What to produce:
Take from the data every line in which the word "MovingAverageConvergenceDivergence" is found.

Input records:
[Start of section]

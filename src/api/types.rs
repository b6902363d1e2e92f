//! Wire types for the Bybit V5 REST API.
//!
//! Bybit encodes all numeric fields as strings; conversion to `Decimal`
//! happens in the client so parse failures surface as gateway errors.

use serde::Deserialize;

/// Every V5 response wraps its payload in this envelope. A non-zero
/// `retCode` is a rejection.
#[derive(Debug, Deserialize)]
#[serde(rename_all = "camelCase")]
pub struct ApiEnvelope<T> {
    pub ret_code: i64,

    #[serde(default)]
    pub ret_msg: String,

    pub result: Option<T>,
}

/// Result of `/v5/account/wallet-balance`.
#[derive(Debug, Deserialize)]
pub struct WalletBalanceResult {
    pub list: Vec<WalletAccount>,
}

#[derive(Debug, Deserialize)]
#[serde(rename_all = "camelCase")]
pub struct WalletAccount {
    #[serde(default)]
    pub total_wallet_balance: String,

    #[serde(default)]
    pub available_balance: String,

    #[serde(default)]
    pub used_margin: String,
}

/// Result of `/v5/market/instruments-info`.
#[derive(Debug, Deserialize)]
pub struct InstrumentsResult {
    pub list: Vec<InstrumentEntry>,
}

#[derive(Debug, Deserialize)]
#[serde(rename_all = "camelCase")]
pub struct InstrumentEntry {
    #[serde(default)]
    pub symbol: String,

    pub lot_size_filter: LotSizeFilter,
}

#[derive(Debug, Deserialize)]
#[serde(rename_all = "camelCase")]
pub struct LotSizeFilter {
    pub min_order_qty: String,
    pub qty_step: String,
}

/// Result of `/v5/market/kline`. Each entry is
/// `[startTime, open, high, low, close, volume, turnover]`, newest first.
#[derive(Debug, Deserialize)]
pub struct KlineResult {
    pub list: Vec<Vec<String>>,
}

/// Result of `/v5/market/tickers`.
#[derive(Debug, Deserialize)]
pub struct TickersResult {
    pub list: Vec<TickerEntry>,
}

#[derive(Debug, Deserialize)]
#[serde(rename_all = "camelCase")]
pub struct TickerEntry {
    #[serde(default)]
    pub symbol: String,

    pub last_price: String,
}

/// Result of `/v5/position/list`.
#[derive(Debug, Deserialize)]
pub struct PositionListResult {
    pub list: Vec<PositionEntry>,
}

#[derive(Debug, Deserialize)]
#[serde(rename_all = "camelCase")]
pub struct PositionEntry {
    pub symbol: String,

    /// "Buy", "Sell", or "None" for an empty slot
    #[serde(default)]
    pub side: String,

    #[serde(default)]
    pub size: String,

    #[serde(default)]
    pub avg_price: String,

    /// Empty string or "0" when no stop is set
    #[serde(default)]
    pub stop_loss: String,
}

/// Result of `/v5/order/create`.
#[derive(Debug, Deserialize)]
#[serde(rename_all = "camelCase")]
pub struct OrderCreateResult {
    pub order_id: String,

    #[serde(default)]
    pub order_link_id: String,
}
//! Indicator computation over candle series.

use rust_decimal::prelude::{FromPrimitive, ToPrimitive};
use rust_decimal::Decimal;
use ta::indicators::{
    AverageTrueRange, ExponentialMovingAverage, FastStochastic,
    MovingAverageConvergenceDivergence, RelativeStrengthIndex, SimpleMovingAverage,
};
use ta::{DataItem, Next};

use crate::models::Candle;

use super::{IndicatorSnapshot, TrendDirection};

/// Computes [`IndicatorSnapshot`]s and higher-timeframe trend direction.
///
/// Stateless between calls: each computation replays the full series, so a
/// snapshot depends only on the candles passed in.
#[derive(Debug, Clone)]
pub struct IndicatorProvider {
    rsi_period: usize,
    macd_fast: usize,
    macd_slow: usize,
    macd_signal: usize,
    stoch_period: usize,
    stoch_smooth: usize,
    ema_period: usize,
    atr_period: usize,
    volume_ma_period: usize,
}

impl Default for IndicatorProvider {
    fn default() -> Self {
        Self {
            rsi_period: 14,
            macd_fast: 12,
            macd_slow: 26,
            macd_signal: 9,
            stoch_period: 14,
            stoch_smooth: 3,
            ema_period: 50,
            atr_period: 14,
            volume_ma_period: 20,
        }
    }
}

impl IndicatorProvider {
    /// Compute a snapshot from a chronologically ordered candle series.
    ///
    /// Readings whose warm-up exceeds the series length come back `None`.
    pub fn compute(&self, candles: &[Candle]) -> IndicatorSnapshot {
        let mut snapshot = IndicatorSnapshot::default();

        let Some(last) = candles.last() else {
            return snapshot;
        };
        snapshot.last_open = Some(last.open);
        snapshot.last_close = Some(last.close);
        snapshot.volume = Some(last.volume);

        let closes: Vec<f64> = candles.iter().filter_map(|c| c.close.to_f64()).collect();
        if closes.len() != candles.len() {
            return snapshot;
        }
        let len = closes.len();

        // RSI, and the raw series for stochastic-RSI
        if let Ok(mut rsi_ind) = RelativeStrengthIndex::new(self.rsi_period) {
            let rsi_series: Vec<f64> = closes.iter().map(|&c| rsi_ind.next(c)).collect();

            if len > self.rsi_period {
                snapshot.rsi = rsi_series.last().copied().and_then(Decimal::from_f64);
            }

            let stoch_warmup = self.rsi_period + self.stoch_period + 2 * self.stoch_smooth;
            if len >= stoch_warmup {
                if let (Ok(mut stoch), Ok(mut smooth_k), Ok(mut smooth_d)) = (
                    FastStochastic::new(self.stoch_period),
                    SimpleMovingAverage::new(self.stoch_smooth),
                    SimpleMovingAverage::new(self.stoch_smooth),
                ) {
                    let mut k = f64::NAN;
                    let mut d = f64::NAN;
                    // Skip the RSI warm-up region so the stochastic window
                    // never sees partially formed values.
                    for &value in &rsi_series[self.rsi_period..] {
                        k = smooth_k.next(stoch.next(value));
                        d = smooth_d.next(k);
                    }
                    snapshot.stoch_k = Decimal::from_f64(k);
                    snapshot.stoch_d = Decimal::from_f64(d);
                }
            }
        }

        if len >= self.macd_slow + self.macd_signal {
            if let Ok(mut macd) =
                MovingAverageConvergenceDivergence::new(self.macd_fast, self.macd_slow, self.macd_signal)
            {
                let mut histogram = f64::NAN;
                for &close in &closes {
                    histogram = macd.next(close).histogram;
                }
                snapshot.macd_histogram = Decimal::from_f64(histogram);
            }
        }

        if len >= self.ema_period {
            if let Ok(mut ema) = ExponentialMovingAverage::new(self.ema_period) {
                let mut value = f64::NAN;
                for &close in &closes {
                    value = ema.next(close);
                }
                snapshot.ema_50 = Decimal::from_f64(value);
            }
        }

        if len >= self.atr_period {
            if let Ok(mut atr) = AverageTrueRange::new(self.atr_period) {
                let mut value = f64::NAN;
                for candle in candles {
                    let item = DataItem::builder()
                        .open(candle.open.to_f64().unwrap_or(0.0))
                        .high(candle.high.to_f64().unwrap_or(0.0))
                        .low(candle.low.to_f64().unwrap_or(0.0))
                        .close(candle.close.to_f64().unwrap_or(0.0))
                        .volume(candle.volume.to_f64().unwrap_or(0.0))
                        .build();
                    if let Ok(item) = item {
                        value = atr.next(&item);
                    }
                }
                snapshot.atr = Decimal::from_f64(value);
            }
        }

        if len >= self.volume_ma_period {
            if let Ok(mut sma) = SimpleMovingAverage::new(self.volume_ma_period) {
                let mut value = f64::NAN;
                for candle in candles {
                    value = sma.next(candle.volume.to_f64().unwrap_or(0.0));
                }
                snapshot.volume_ma = Decimal::from_f64(value);
            }
        }

        snapshot
    }

    /// Higher-timeframe trend: last close versus an EMA of `window` bars.
    pub fn trend_direction(&self, candles: &[Candle], window: usize) -> TrendDirection {
        if candles.len() < window {
            return TrendDirection::Unknown;
        }

        let Ok(mut ema) = ExponentialMovingAverage::new(window) else {
            return TrendDirection::Unknown;
        };

        let mut ema_value = f64::NAN;
        let mut last_close = f64::NAN;
        for candle in candles {
            let Some(close) = candle.close.to_f64() else {
                return TrendDirection::Unknown;
            };
            last_close = close;
            ema_value = ema.next(close);
        }

        if last_close > ema_value {
            TrendDirection::Up
        } else if last_close < ema_value {
            TrendDirection::Down
        } else {
            TrendDirection::Unknown
        }
    }
}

[End of section]

Your response:
    MovingAverageConvergenceDivergence, RelativeStrengthIndex, SimpleMovingAverage,
                MovingAverageConvergenceDivergence::new(self.macd_fast, self.macd_slow, self.macd_signal)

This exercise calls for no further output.